Ri-produrre lo spazio (costruito) ovvero come la fotografia descrive l’architettura

Un primo elemento da prendere in considerazione sarà la cultura visiva all’interno della quale si colloca l’invenzione della fotografia, di come l’immagine del mondo e delle cose che essa ci restituisce sia fondamentalmente ed univocamente determinata da quello che Vaccari ha definito l’inconscio tecnologico, connessione chiaramente espressa in questa riflessione di Rudolf  Wittkower: “Una fotografia Alinari è un mezzo ideale per comprendere l’architettura di Brunelleschi, poiché vi compare un punto di vista fisso e una proiezione sul piano della piramide ottica che corrisponde perfettamente agli intenti brunelleschiani”. (cit. in Bertelli, 1984)

Alcune dichiarazioni di principio

“La fotografia architettonica non può essere fotografia artistica, essa altro non è che fotografia documentaria, una applicazione scientifica della fotografia (…) ed il più grande successo pittorico deve negarsi se l’architettura formi il soggetto dell’immagine fotografica”, T.H.B.SCOTT (vicepresidente della Royal  Photographic Society) in  J.R.H. Weaver, 1925

“Nella fotografia di soggetti architettonici ben raramente possono conciliarsi con felice risultato le esigenze scientifiche con quelle pittoriche. [Il fotografo] ricaverà, a quando a quando, piccoli capolavori d’arte da soggetti architettonicamente nulli, mentre potrà  imbattersi in costruzioni d’eccellente architettura ma di niun valore per la fotografia artistica [poiché] la bontà maggiore o minore di un soggetto sotto l’aspetto architettonico ha poco o nulla a che vedere col risultato artistico, cui tende il fotografo.” (J.R.H. Weaver, 1925)

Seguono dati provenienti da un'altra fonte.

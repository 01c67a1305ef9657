//! The stage contract.

use alloy_primitives::B256;
use corten_consensus::ValidationError;
use corten_storage::{StorageError, StoreTx};
use corten_trie::TrieError;
use std::sync::{
    atomic::{AtomicBool, Ordering},
    Arc,
};
use thiserror::Error;

/// Identifier of a stage; doubles as the persisted progress key.
#[derive(Debug, Clone, Copy, PartialEq, Eq, Hash)]
pub struct StageId(pub &'static str);

impl StageId {
    /// Total-difficulty and head bookkeeping over canonical headers.
    pub const HEADERS: Self = Self("Headers");
    /// Sender recovery.
    pub const SENDERS: Self = Self("Senders");
    /// Block execution against the plain state.
    pub const EXECUTION: Self = Self("Execution");
    /// Promotion of the plain state into the hashed state.
    pub const HASH_STATE: Self = Self("HashState");
    /// Merkle-Patricia intermediate hashes and the state root.
    pub const INTERMEDIATE_HASHES: Self = Self("IntermediateHashes");
}

impl core::fmt::Display for StageId {
    fn fmt(&self, f: &mut core::fmt::Formatter<'_>) -> core::fmt::Result {
        f.write_str(self.0)
    }
}

/// Outcome of running one stage, and of a whole pipeline pass.
#[derive(Debug, Clone, Copy, PartialEq, Eq)]
pub enum StageOutcome {
    /// The stage reached the target.
    Success,
    /// The canonical branch under execution is not the expected fork.
    WrongFork,
    /// A block failed validation.
    InvalidBlock,
    /// The computed state root does not match the header.
    WrongStateRoot,
    /// Stage progress values contradict each other.
    InvalidProgress,
    /// The process-wide stop flag was raised.
    StoppedByEnv,
    /// The chain names an engine this build cannot run.
    UnknownConsensusEngine,
    /// The key/value store failed.
    DbError,
    /// Anything else.
    UnexpectedError,
}

impl StageOutcome {
    /// Whether the stage completed.
    pub fn is_success(self) -> bool {
        self == Self::Success
    }
}

/// Failures that abort a stage body; folded into a [`StageOutcome`] at the
/// stage boundary.
#[derive(Debug, Error)]
pub enum StageError {
    /// Storage failure.
    #[error(transparent)]
    Storage(#[from] StorageError),
    /// Validation failure that names no specific block.
    #[error(transparent)]
    Validation(#[from] ValidationError),
    /// Trie machinery failure.
    #[error(transparent)]
    Trie(#[from] TrieError),
    /// A record that must exist was not found.
    #[error("{0}")]
    Inconsistent(&'static str),
}

impl StageError {
    /// The outcome a failure maps to.
    pub fn outcome(&self) -> StageOutcome {
        match self {
            Self::Storage(StorageError::Database(_)) => StageOutcome::DbError,
            Self::Storage(_) => StageOutcome::UnexpectedError,
            Self::Validation(ValidationError::UnknownConsensusEngine) => {
                StageOutcome::UnknownConsensusEngine
            }
            Self::Validation(_) => StageOutcome::InvalidBlock,
            Self::Trie(TrieError::Storage(StorageError::Database(_))) => StageOutcome::DbError,
            Self::Trie(TrieError::Database(_)) => StageOutcome::DbError,
            Self::Trie(_) => StageOutcome::UnexpectedError,
            Self::Inconsistent(_) => StageOutcome::UnexpectedError,
        }
    }
}

/// Shared state of one pipeline pass: the forward target, the unwind
/// request, and what a failing stage reported.
#[derive(Debug, Clone)]
pub struct SyncContext {
    /// Forward target height.
    pub target_height: u64,
    /// Height to unwind to; also set by a failing forward stage.
    pub unwind_point: Option<u64>,
    /// Hash of the block a failing stage blamed.
    pub bad_block_hash: Option<B256>,
    stop: Arc<AtomicBool>,
}

impl SyncContext {
    /// Creates a context bound to the process-wide stop flag.
    pub fn new(stop: Arc<AtomicBool>) -> Self {
        Self { target_height: 0, unwind_point: None, bad_block_hash: None, stop }
    }

    /// Whether a stop was requested; hot loops poll this between records.
    pub fn is_stopping(&self) -> bool {
        self.stop.load(Ordering::Relaxed)
    }
}

/// A stage of the pipeline.
///
/// A stage is a deterministic function over the write transaction. It is
/// idempotent when invoked with `target <= progress` (returns
/// immediately), never advances past the target, and keeps every
/// store-visible invariant at commit boundaries.
pub trait Stage {
    /// The stage's identifier and progress key.
    fn id(&self) -> StageId;

    /// Advances the stage towards `ctx.target_height`.
    fn forward(&mut self, txn: &mut StoreTx<'_>, ctx: &mut SyncContext) -> StageOutcome;

    /// Rolls the stage back to `ctx.unwind_point`.
    fn unwind(&mut self, txn: &mut StoreTx<'_>, ctx: &mut SyncContext) -> StageOutcome;

    /// Prunes stage data below the configured horizon.
    fn prune(&mut self, _txn: &mut StoreTx<'_>, _ctx: &mut SyncContext) -> StageOutcome {
        StageOutcome::Success
    }
}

“Così come l’architettura può essere arte o scienza del costruire così la restituzione fotografica dei risultati può interpretare o registrare le intenzioni dell’architetto.” (Molitor, 1976)

Funzione della fotografia è di “interpretare sinceramente l’architettura.” (Molitor, 1976), sebbene poi risulti difficile stabilire cosa ciò voglia dire.

Terence Riley, nella sua introduzione a Szarkowski , 2000, p.  xv, introduce “The distinction between architectural photography, as a profession, and the photography of architecture, as an art practice…”

mentre Ezra Stoller (1990, p.  9) ritiene che “You can’t have great architectural photography without great architecture.”

È chiaro che prima di rispondere al quesito posto nel titolo del paragrafo si dovrà tentare di definire (o almeno prendere in considerazione) le diverse idee sull’architettura. A ciascuna concezione corrisponde infatti una differente interpretazione delle possibilità interpretative o documentarie fornite dalla fotografia.

“la quarta dimensione è sufficiente a definire il volume architettonico, cioè la scatola muraria che racchiude lo spazio. Ma lo spazio in se – l’essenza dell’architettura – trascende i limiti della quarta dimensione. ( …) Ai nostri fini basta stabilire che lo spazio architettonico non è definibile nei termini delle dimensioni della pittura e della scultura.” (Zevi, 1970: 27)

“Risolvendo in notevole misura i problemi della  rappresentazione di tre dimensioni, e perciò i problemi della pittura e della scultura, la fotografia assolve il vasto compito di riprodurre fedelmente tutto ciò che c’è di bidimensionale e di tridimensionale in architettura, cioè l’intero edificio meno il suo sostantivo spaziale. Le vedute fotografiche rendono bene l’effetto della scatola muraria (…) Ma se, come abbiamo ormai chiarito, il carattere precipuo dell’architettura è lo spazio interno e se il suo valore deriva dal vivere successivamente tutti i suoi stadi spaziali, è evidente che né una né cento fotografie potranno esaurire la rappresentazione di un edificio, e ciò per le stesse ragioni per cui né una né cento prospettive disegnate potrebbero farlo. Ogni fotografia abbraccia l’edificio da un solo punto di vista, staticamente, in un modo che esclude quel processo che potremmo chiamare musicale di successioni continue di punti di vista che l’osservatore vive nel suo moto entro e intorno all’edificio. Ogni fotografia è una frase staccata di un poema sinfonico o di un discorso poetico il cui valore essenziale è il valore sintetico dell’insieme. (…)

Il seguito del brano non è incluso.